* [Task to complete]: Copy out the lines below that hold the word "Regex".

Stored data:
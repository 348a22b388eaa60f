use async_trait::async_trait;
use regex::Regex;
use std::sync::{Arc, LazyLock};
use tokio_util::sync::CancellationToken;

use super::{run_check, Source};
use crate::model::{CheckResult, Item, SourceKind};
use crate::platform;
use crate::runner::CommandRunner;

// `<name> v<current> -> v<latest>`, anywhere on the line.
static UPDATE_LINE: LazyLock<Regex> = LazyLock::new(|| {
    Regex::new(r"(?P<name>\S+)\s+v?(?P<current>[0-9]\S*)\s+->\s+v?(?P<latest>[0-9]\S*)").unwrap()
});

/// Binaries installed with `cargo install`, checked through the
/// `cargo-update` subcommand.
pub struct CargoSource {
    runner: Arc<dyn CommandRunner>,
}

impl CargoSource {
    pub fn new(runner: Arc<dyn CommandRunner>) -> Self {
        Self { runner }
    }
}

/// Parses `cargo install-update --list`.
///
/// The format belongs to a third-party tool and is matched heuristically.
/// Lines that do not match are skipped, never reported.
fn parse_update_list(payload: &str) -> Vec<Item> {
    payload
        .lines()
        .map(str::trim)
        .filter(|line| !line.is_empty())
        .filter_map(|line| UPDATE_LINE.captures(line))
        .map(|caps| Item::new(&caps["name"], &caps["current"], &caps["latest"]))
        .collect()
}

#[async_trait]
impl Source for CargoSource {
    fn name(&self) -> &str {
        "cargo"
    }

    fn kind(&self) -> SourceKind {
        SourceKind::Cargo
    }

    fn update_command(&self) -> String {
        "cargo install-update -a".to_string()
    }

    fn detect(&self) -> bool {
        self.is_supported() && platform::has_executables(&["cargo", "cargo-install-update"])
    }

    async fn check_updates(&self, cancel: &CancellationToken) -> CheckResult {
        run_check(
            self,
            self.runner.as_ref(),
            "cargo",
            &["install-update", "--list"],
            &[0],
            cancel,
            |payload| Ok(parse_update_list(payload)),
        )
        .await
    }
}
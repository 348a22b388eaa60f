use async_trait::async_trait;
use std::sync::Arc;
use tokio_util::sync::CancellationToken;

use super::{run_check, Source};
use crate::model::{CheckResult, Item, Platform, SourceKind};
use crate::platform;
use crate::runner::CommandRunner;

pub struct SnapSource {
    runner: Arc<dyn CommandRunner>,
}

impl SnapSource {
    pub fn new(runner: Arc<dyn CommandRunner>) -> Self {
        Self { runner }
    }
}

/// Parses `snap refresh --list`: `Name  Version  Rev  Size  Publisher  Notes`.
///
/// The first line is the header when it mentions "version". Lines with
/// fewer than two fields are skipped.
fn parse_refresh_list(payload: &str) -> Vec<Item> {
    payload
        .lines()
        .enumerate()
        .map(|(idx, line)| (idx, line.trim()))
        .filter(|(_, line)| !line.is_empty())
        .filter(|(idx, line)| !(*idx == 0 && line.to_lowercase().contains("version")))
        .filter_map(|(_, line)| {
            let mut fields = line.split_whitespace();
            let name = fields.next()?;
            let latest = fields.next()?;
            Some(Item::new(name, "", latest))
        })
        .collect()
}

#[async_trait]
impl Source for SnapSource {
    fn name(&self) -> &str {
        "snap"
    }

    fn kind(&self) -> SourceKind {
        SourceKind::Snap
    }

    fn update_command(&self) -> String {
        "snap refresh".to_string()
    }

    fn supported_platforms(&self) -> &[Platform] {
        &[Platform::Linux]
    }

    fn detect(&self) -> bool {
        self.is_supported() && platform::has_executables(&["snap"])
    }

    async fn check_updates(&self, cancel: &CancellationToken) -> CheckResult {
        run_check(
            self,
            self.runner.as_ref(),
            "snap",
            &["refresh", "--list"],
            &[0],
            cancel,
            |payload| Ok(parse_refresh_list(payload)),
        )
        .await
    }
}
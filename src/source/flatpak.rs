use async_trait::async_trait;
use std::sync::Arc;
use tokio_util::sync::CancellationToken;

use super::{run_check, Source};
use crate::model::{CheckResult, Item, Platform, SourceKind};
use crate::platform;
use crate::runner::CommandRunner;

pub struct FlatpakSource {
    runner: Arc<dyn CommandRunner>,
}

impl FlatpakSource {
    pub fn new(runner: Arc<dyn CommandRunner>) -> Self {
        Self { runner }
    }
}

fn is_header(line: &str) -> bool {
    let lower = line.to_lowercase();
    lower.contains("ref") && lower.contains("version")
}

/// Parses `flatpak remote-ls --updates --columns=ref,version`.
///
/// The version column is often blank, so the latest version is taken from
/// the last field only when there is more than one.
fn parse_remote_ls(payload: &str) -> Vec<Item> {
    payload
        .lines()
        .map(str::trim)
        .filter(|line| !line.is_empty() && !is_header(line))
        .filter_map(|line| {
            let fields: Vec<&str> = line.split_whitespace().collect();
            let name = fields.first()?;
            let latest = if fields.len() > 1 { fields[fields.len() - 1] } else { "" };
            Some(Item::new(*name, "", latest))
        })
        .collect()
}

#[async_trait]
impl Source for FlatpakSource {
    fn name(&self) -> &str {
        "flatpak"
    }

    fn kind(&self) -> SourceKind {
        SourceKind::Flatpak
    }

    fn update_command(&self) -> String {
        "flatpak update".to_string()
    }

    fn supported_platforms(&self) -> &[Platform] {
        &[Platform::Linux]
    }

    fn detect(&self) -> bool {
        self.is_supported() && platform::has_executables(&["flatpak"])
    }

    async fn check_updates(&self, cancel: &CancellationToken) -> CheckResult {
        run_check(
            self,
            self.runner.as_ref(),
            "flatpak",
            &["remote-ls", "--updates", "--columns=ref,version"],
            &[0],
            cancel,
            |payload| Ok(parse_remote_ls(payload)),
        )
        .await
    }
}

* [Task solution]:
use regex::Regex;
static UPDATE_LINE: LazyLock<Regex> = LazyLock::new(|| {
    Regex::new(r"(?P<name>\S+)\s+v?(?P<current>[0-9]\S*)\s+->\s+v?(?P<latest>[0-9]\S*)").unwrap()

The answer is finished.